Task requirements - Word for word, output the data that follows.

Given data -
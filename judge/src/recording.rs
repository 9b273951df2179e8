use std::fs::File;
use std::io::BufWriter;
use std::path::PathBuf;

use reversi::{Color, Game, Position};
use serde::{Deserialize, Serialize};

/// Writes every game of a tournament to its own JSON file.
pub struct Recorder {
    num: usize,
    directory: PathBuf,
    current: Option<GameRecording>,
}

impl Recorder {
    pub fn new(directory: PathBuf) -> anyhow::Result<Self> {
        if !directory.is_dir() {
            anyhow::bail!("Directory '{}' does not exist", directory.display());
        }
        Ok(Self {
            num: 1,
            directory,
            current: None,
        })
    }

    /// Discards any unfinished recording and starts a new one.
    pub fn start_game(&mut self, players: [(&str, Color); 2]) {
        self.current = Some(GameRecording {
            players: players
                .into_iter()
                .map(|(name, color)| PlayerRecord {
                    name: String::from(name),
                    color,
                })
                .collect(),
            actions: Vec::new(),
            final_board: String::new(),
            dark: 0,
            light: 0,
        });
    }

    pub fn store_action(&mut self, color: Color, action: Option<Position>) {
        if let Some(recording) = &mut self.current {
            recording.actions.push(ActionRecord { color, action });
        }
    }

    /// Writes the recording of the current game, returning the path of the file.
    pub fn write_game_recording(&mut self, game: &Game) -> anyhow::Result<PathBuf> {
        let mut recording = self
            .current
            .take()
            .ok_or_else(|| anyhow::anyhow!("No game recording was started"))?;
        recording.final_board = game.board().to_string();
        (recording.dark, recording.light) = game.score();

        let filepath = self.directory.join(format!("game_{:0>6}.json", self.num));
        let writer = BufWriter::new(File::create(&filepath)?);
        serde_json::to_writer_pretty(writer, &recording)?;
        self.num += 1;
        Ok(filepath)
    }
}

#[derive(Debug, Serialize, Deserialize)]
pub struct GameRecording {
    pub players: Vec<PlayerRecord>,
    pub actions: Vec<ActionRecord>,
    pub final_board: String,
    pub dark: usize,
    pub light: usize,
}

#[derive(Debug, Serialize, Deserialize)]
pub struct PlayerRecord {
    pub name: String,
    pub color: Color,
}

/// One accepted action. `action` is `null` for a pass.
#[derive(Debug, Serialize, Deserialize)]
pub struct ActionRecord {
    pub color: Color,
    pub action: Option<Position>,
}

Reply to the exercise -
filename judge/src/recording.rs
repository 9b273951df2179e8
use std::fs::File;
use std::io::BufWriter;
use std::path::PathBuf;

use reversi::{Color, Game, Position};
use serde::{Deserialize, Serialize};

/// Writes every game of a tournament to its own JSON file.
pub struct Recorder {
    num: usize,
    directory: PathBuf,
    current: Option<GameRecording>,
}

impl Recorder {
    pub fn new(directory: PathBuf) -> anyhow::Result<Self> {
        if !directory.is_dir() {
            anyhow::bail!("Directory '{}' does not exist", directory.display());
        }
        Ok(Self {
            num: 1,
            directory,
            current: None,
        })
    }

    /// Discards any unfinished recording and starts a new one.
    pub fn start_game(&mut self, players: [(&str, Color); 2]) {
        self.current = Some(GameRecording {
            players: players
                .into_iter()
                .map(|(name, color)| PlayerRecord {
                    name: String::from(name),
                    color,
                })
                .collect(),
            actions: Vec::new(),
            final_board: String::new(),
            dark: 0,
            light: 0,
        });
    }

    pub fn store_action(&mut self, color: Color, action: Option<Position>) {
        if let Some(recording) = &mut self.current {
            recording.actions.push(ActionRecord { color, action });
        }
    }

    /// Writes the recording of the current game, returning the path of the file.
    pub fn write_game_recording(&mut self, game: &Game) -> anyhow::Result<PathBuf> {
        let mut recording = self
            .current
            .take()
            .ok_or_else(|| anyhow::anyhow!("No game recording was started"))?;
        recording.final_board = game.board().to_string();
        (recording.dark, recording.light) = game.score();

        let filepath = self.directory.join(format!("game_{:0>6}.json", self.num));
        let writer = BufWriter::new(File::create(&filepath)?);
        serde_json::to_writer_pretty(writer, &recording)?;
        self.num += 1;
        Ok(filepath)
    }
}

#[derive(Debug, Serialize, Deserialize)]
pub struct GameRecording {
    pub players: Vec<PlayerRecord>,
    pub actions: Vec<ActionRecord>,
    pub final_board: String,
    pub dark: usize,
    pub light: usize,
}

#[derive(Debug, Serialize, Deserialize)]
pub struct PlayerRecord {
    pub name: String,
    pub color: Color,
}

/// One accepted action. `action` is `null` for a pass.
#[derive(Debug, Serialize, Deserialize)]
pub struct ActionRecord {
    pub color: Color,
    pub action: Option<Position>,
}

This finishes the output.